期刊名称:Proceedings of the National Academy of Sciences
印刷版ISSN:0027-8424
电子版ISSN:1091-6490
出版年度:1983
卷号:80
期号:4
页码:1096-1100
DOI:10.1073/pnas.80.4.1096
语种:English
出版社:The National Academy of Sciences of the United States of America
摘要:Epstein-Barr virus (EBV) DNA was analyzed for the presence of autonomous replicating sequences (designated ars) in a eukaryotic system consisting of a uracil auxotroph of Saccharomyces cerevisiae, YNN27, and a pBR322 hybrid plasmid, YIp5, containing the yeast uracil gene but apparently lacking a eukaryotic origin of replication.

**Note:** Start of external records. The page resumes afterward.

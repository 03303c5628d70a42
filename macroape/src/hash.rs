//! Fast hasher implementation dedicated to `i64` keys.
//!
//! The multiplicative hashing scheme follows the one of the
//! [`intmap`](https://github.com/JesperAxelsson/rust-intmap) crate, with
//! the high half of the product folded back so that packed score pairs
//! differing only in their first score still spread over buckets.

use std::collections::HashMap;
use std::hash::BuildHasher;
use std::hash::Hasher;

const MULTIPLIER: u64 = 11400714819323198549;

/// The fast integer map type used to accumulate score weights.
pub type IntMap<V> = HashMap<i64, V, IntHasherBuilder>;

#[derive(Debug, Default, Clone)]
pub struct IntHasher {
    state: u64,
}

impl Hasher for IntHasher {
    fn finish(&self) -> u64 {
        self.state
    }

    fn write(&mut self, bytes: &[u8]) {
        for &b in bytes {
            self.state = (self.state.rotate_left(8) ^ b as u64).wrapping_mul(MULTIPLIER);
        }
    }

    fn write_i64(&mut self, i: i64) {
        let h = MULTIPLIER.wrapping_mul(i as u64);
        self.state = h ^ (h >> 32);
    }
}

#[derive(Debug, Default, Clone)]
pub struct IntHasherBuilder;

impl BuildHasher for IntHasherBuilder {
    type Hasher = IntHasher;
    fn build_hasher(&self) -> Self::Hasher {
        IntHasher::default()
    }
}

/// Pack a pair of 32-bit scores into a single map key.
#[inline]
pub fn pack(first: i64, second: i64) -> i64 {
    debug_assert!(first >= i32::MIN as i64 && first <= i32::MAX as i64);
    debug_assert!(second >= i32::MIN as i64 && second <= i32::MAX as i64);
    (first << 32) | (second as u32 as i64)
}

/// Unpack a map key into the pair of scores it was built from.
#[inline]
pub fn unpack(key: i64) -> (i64, i64) {
    (key >> 32, key as i32 as i64)
}

#[cfg(test)]
mod test {
    use super::*;

    #[test]
    fn pack_unpack() {
        for &(a, b) in &[(0, 0), (1, -1), (-5, 7), (i32::MAX as i64, i32::MIN as i64)] {
            assert_eq!(unpack(pack(a, b)), (a, b));
        }
    }

    #[test]
    fn packed_keys_spread() {
        let hash = |k: i64| {
            let mut h = IntHasherBuilder.build_hasher();
            h.write_i64(k);
            h.finish()
        };
        assert_ne!(hash(pack(1, 0)), hash(pack(2, 0)));
    }
}
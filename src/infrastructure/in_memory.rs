use crate::domain::employee::{Employee, EmployeeId};
use crate::domain::ports::EmployeeStore;
use crate::error::{PayrollError, Result};

/// An in-memory store for employee records.
///
/// Backed by a `Vec` so the payroll report renders records in the order the
/// operator entered them. Unbounded; records live until the process exits.
#[derive(Default)]
pub struct InMemoryEmployeeStore {
    employees: Vec<Employee>,
}

impl InMemoryEmployeeStore {
    /// Creates a new, empty in-memory employee store.
    pub fn new() -> Self {
        Self::default()
    }
}

impl EmployeeStore for InMemoryEmployeeStore {
    fn add(&mut self, employee: Employee) -> Result<()> {
        if self.contains(employee.id) {
            return Err(PayrollError::ValidationError(format!(
                "Duplicate employee id {}",
                employee.id
            )));
        }
        self.employees.push(employee);
        Ok(())
    }

    fn contains(&self, id: EmployeeId) -> bool {
        self.employees.iter().any(|employee| employee.id == id)
    }

    fn all(&self) -> &[Employee] {
        &self.employees
    }

    fn len(&self) -> usize {
        self.employees.len()
    }
}

#[cfg(test)]
mod tests {
    use super::*;
    use crate::domain::employee::{EmployeeName, Rate};
    use rust_decimal_macros::dec;

    fn full_time(id: u32, name: &str, salary: rust_decimal::Decimal) -> Employee {
        Employee::full_time(
            EmployeeId::new(id).unwrap(),
            EmployeeName::new(name.to_string()).unwrap(),
            Rate::new(salary).unwrap(),
        )
    }

    #[test]
    fn test_add_and_retrieve() {
        let mut store = InMemoryEmployeeStore::new();
        assert!(store.is_empty());

        store.add(full_time(1, "Ann", dec!(5000))).unwrap();

        assert_eq!(store.len(), 1);
        assert!(store.contains(EmployeeId::new(1).unwrap()));
        assert!(!store.contains(EmployeeId::new(2).unwrap()));
        assert_eq!(store.all()[0].name.as_str(), "Ann");
    }

    #[test]
    fn test_duplicate_id_rejected_and_size_unchanged() {
        let mut store = InMemoryEmployeeStore::new();
        store.add(full_time(1, "Ann", dec!(5000))).unwrap();

        let result = store.add(full_time(1, "Dee", dec!(100)));
        assert!(matches!(result, Err(PayrollError::ValidationError(_))));
        assert_eq!(store.len(), 1);
        assert_eq!(store.all()[0].name.as_str(), "Ann");
    }

    #[test]
    fn test_insertion_order_preserved() {
        let mut store = InMemoryEmployeeStore::new();
        store.add(full_time(3, "Cy", dec!(1))).unwrap();
        store.add(full_time(1, "Ann", dec!(1))).unwrap();
        store.add(full_time(2, "Bo", dec!(1))).unwrap();

        let ids: Vec<u32> = store.all().iter().map(|e| e.id.value()).collect();
        assert_eq!(ids, vec![3, 1, 2]);
    }
}
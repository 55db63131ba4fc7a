use super::employee::{Employee, EmployeeId};
use crate::error::Result;

/// Storage port for employee records.
///
/// The collection exclusively owns every record it holds and guarantees id
/// uniqueness for the lifetime of the process.
pub trait EmployeeStore {
    /// Appends a record, rejecting duplicates of an existing id.
    fn add(&mut self, employee: Employee) -> Result<()>;

    fn contains(&self, id: EmployeeId) -> bool;

    /// All records, in insertion order.
    fn all(&self) -> &[Employee];

    fn len(&self) -> usize;

    fn is_empty(&self) -> bool {
        self.len() == 0
    }
}

pub type EmployeeStoreBox = Box<dyn EmployeeStore>;
pub mod console;
use crate::domain::employee::{Employee, Rate};
use crate::domain::ports::EmployeeStoreBox;
use crate::error::Result;
use crate::interfaces::console::prompt::Prompter;
use crate::interfaces::console::report_writer::ReportWriter;
use std::io::{BufRead, Write};

const MENU: &str = "\nMenu\n\
1 - Full-time Employee\n\
2 - Part-time Employee\n\
3 - Contractual Employee\n\
4 - Display Payroll Report\n\
5 - Exit\n";

/// The employee classification the operator picked from the menu.
#[derive(Debug, Clone, Copy, PartialEq, Eq)]
pub enum RecordKind {
    FullTime,
    PartTime,
    Contractual,
}

#[derive(Debug, Clone, Copy, PartialEq, Eq)]
enum MenuAction {
    AddEmployee(RecordKind),
    ShowReport,
    Exit,
}

impl MenuAction {
    // `choice` is already validated to 1..=5 by the prompter.
    fn from_choice(choice: u32) -> Self {
        match choice {
            1 => Self::AddEmployee(RecordKind::FullTime),
            2 => Self::AddEmployee(RecordKind::PartTime),
            3 => Self::AddEmployee(RecordKind::Contractual),
            4 => Self::ShowReport,
            _ => Self::Exit,
        }
    }
}

/// The interactive payroll console.
///
/// Owns the employee store and the operator I/O streams, and runs the menu
/// state machine to completion: add-employee flows append validated records,
/// the report action renders every stored record, and exit (or declining to
/// return after a report) ends the session.
pub struct PayrollConsole<R, W> {
    prompter: Prompter<R, W>,
    store: EmployeeStoreBox,
}

impl<R: BufRead, W: Write> PayrollConsole<R, W> {
    pub fn new(input: R, output: W, store: EmployeeStoreBox) -> Self {
        Self {
            prompter: Prompter::new(input, output),
            store,
        }
    }

    /// Runs the menu loop until the operator exits.
    pub fn run(&mut self) -> Result<()> {
        loop {
            write!(self.prompter.output(), "{MENU}")?;
            let choice = self.prompter.menu_choice()?;
            match MenuAction::from_choice(choice) {
                MenuAction::AddEmployee(kind) => self.add_employee(kind)?,
                MenuAction::ShowReport => {
                    if !self.show_report()? {
                        break;
                    }
                }
                MenuAction::Exit => break,
            }
        }
        Ok(())
    }

    /// Consumes the console and returns the employee store.
    pub fn into_store(self) -> EmployeeStoreBox {
        self.store
    }

    fn add_employee(&mut self, kind: RecordKind) -> Result<()> {
        let id = self.prompter.employee_id(self.store.as_ref())?;
        let name = self.prompter.name()?;

        let employee = match kind {
            RecordKind::FullTime => {
                let salary = self.prompter.positive_amount("Enter Fixed Salary: ")?;
                Employee::full_time(id, name, Rate::new(salary)?)
            }
            RecordKind::PartTime => {
                let hourly_rate = self.prompter.positive_amount("Enter Hourly Rate: ")?;
                let hours_worked = self.prompter.positive_amount("Enter Hours Worked: ")?;
                Employee::part_time(id, name, Rate::new(hourly_rate)?, hours_worked)?
            }
            RecordKind::Contractual => {
                let payment = self.prompter.positive_amount("Enter Payment Per Project: ")?;
                let projects = self
                    .prompter
                    .positive_count("Enter Number of Projects Completed: ")?;
                Employee::contractual(id, name, Rate::new(payment)?, projects)?
            }
        };

        self.store.add(employee)
    }

    /// Renders the report, then asks whether to return to the menu.
    /// Returns false when the operator chooses to terminate.
    fn show_report(&mut self) -> Result<bool> {
        ReportWriter::new(self.prompter.output()).write_report(self.store.all())?;
        self.prompter
            .confirm("Would you like to go back to the menu? (y/n): ")
    }
}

Cloned EBV DNA EcoRI restriction fragments, A, B, and DIJhet, were judged to function in this capacity by their ability to convert YNN27 cells to the uracil phenotype after transformation with each EBV-specific fragment ligated into YIp5. Additional analyses to confirm and to specify further the location of the ars were performed by cleavage of EcoRI fragments A and B into smaller BamHI fragments, which were subsequently cloned in YIp5 and tested for their ability to function as ars. BamHI fragment X, obtained from EcoRI fragment A, and BamHI fragment R, obtained from EcoRI fragment B, showed ars behavior. The successful recovery of the appropriate virus DNA segments in plasmid form from transformed yeast cells and the ability of these yeast cells to be propagated further substantiated the ars capability of the three EBV fragments.